A very rare autosomal recessive lysosomal storage disease characterized by accumulation of glycosphingolipids in many tissues, which lead to neurological and ophthalmic lesions and to frequent, severe, pulmonary infections.
N-acetyl-α-D-Galactosaminidase (NAGA); Schindler Disease; Kanzaki Disease.
Very rare (fewer than 20 cases reported).
Caused by mutation of gene α-N-acetylgalactosaminidase (α-GalNAc) located on 22q11. In individuals with Schindler disease, deficiency of the α-NAGA enzyme leads to an abnormal accumulation of certain complex compounds (glycosphingolipids) in many tissues of the body. It is classified among Oligosaccharides or glycoproteinoses.
Clinical evocation is difficult because the disorder is clinically heterogeneous.
The infantile form of Schindler Disease has an onset that occurs by the end of the first year of life. It is characterized by progressive hypotonia, extrapyramidal signs, and rapid psychomotor regression (as a result of abnormal lipid storage in nervous system). Death occurs within the first decade.
The adult form (Kanzaki Disease) is characterized by the presence of angiokeratomas (abnormal lipid storage in the vessels) and moderate mental retardation. Certitude diagnosis is biological: characteristic profile on the chromatography of urinary oligosaccharides, confirmed by the measurement of the α-N-acetylgalactosaminidase activity in leukocytes, fibroblasts, amniocytes, or trophoblasts.
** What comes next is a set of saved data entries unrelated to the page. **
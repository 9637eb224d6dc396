use crate::error::{ApiError, ErrorResponse};
use crate::routes;
use crate::state::AppState;
use axum::{extract::Path, extract::State, http::StatusCode};

/// DELETE /api/todoitems/:id handler - Remove a todo item
///
/// Deleting an id with no record is 404, matching get; the id is never
/// reissued by the store afterwards.
#[utoipa::path(
    delete,
    path = routes::TODO_ITEM,
    params(
        ("id" = i64, Path, description = "Id of the todo item")
    ),
    responses(
        (status = 204, description = "Todo item removed"),
        (status = 400, description = "Non-integer id", body = ErrorResponse),
        (status = 404, description = "No todo item with this id"),
        (status = 500, description = "Store error", body = ErrorResponse)
    ),
    tag = "todos"
)]
pub async fn delete_handler(
    State(state): State<AppState>,
    Path(id_str): Path<String>,
) -> Result<StatusCode, ApiError> {
    let id: i64 = id_str
        .parse()
        .map_err(|_| ApiError::InvalidId(id_str.clone()))?;

    if state.store.remove(id)? {
        tracing::info!("Removed todo item with id: {}", id);
        Ok(StatusCode::NO_CONTENT)
    } else {
        Err(ApiError::ItemNotFound(id))
    }
}
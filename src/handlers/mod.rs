pub mod health;
pub mod list;
pub mod get;
pub mod create;
pub mod update;
pub mod delete;

pub use health::health_handler;
pub use list::list_handler;
pub use get::get_handler;
pub use create::create_handler;
pub use update::update_handler;
pub use delete::delete_handler;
In the infantile form, there is increasing neurological impairment, with progressive hypotonia, spasticity, no voluntary movements, decorticating posture, symmetric hyperreflexia, profound psychomotor retardation, and seizures by the age of 3 to 4 years. Other clinical features include ophthalmologic manifestations: bilateral optic atrophy, cortical blindness, nystagmus, and strabismus. Severe respiratory infections occur.
Precautions before anesthesia
Evaluate neurological status (clinical, CT/MRI, EEG, somatosensory evoked potentials) and muscular atrophy caused by nerve denervation (clinical). Assess respiratory function with chest radiograph.
Intraoperative positioning must be done carefully because of the severe spasticity. Patients affected with active pulmonary infections should be postponed when possible. The presence of residual respiratory tract infection should not be disregarded because the perioperative incidence of complications is very high.
Avoid succinylcholine because of the association of nerve demyelination and amyotrophic changes. The risk of hyperkalemia and sudden cardiac arrest is significant. Epileptic treatment has to be given the day of anesthesia. Consider anesthetic and antiepileptic drugs interactions.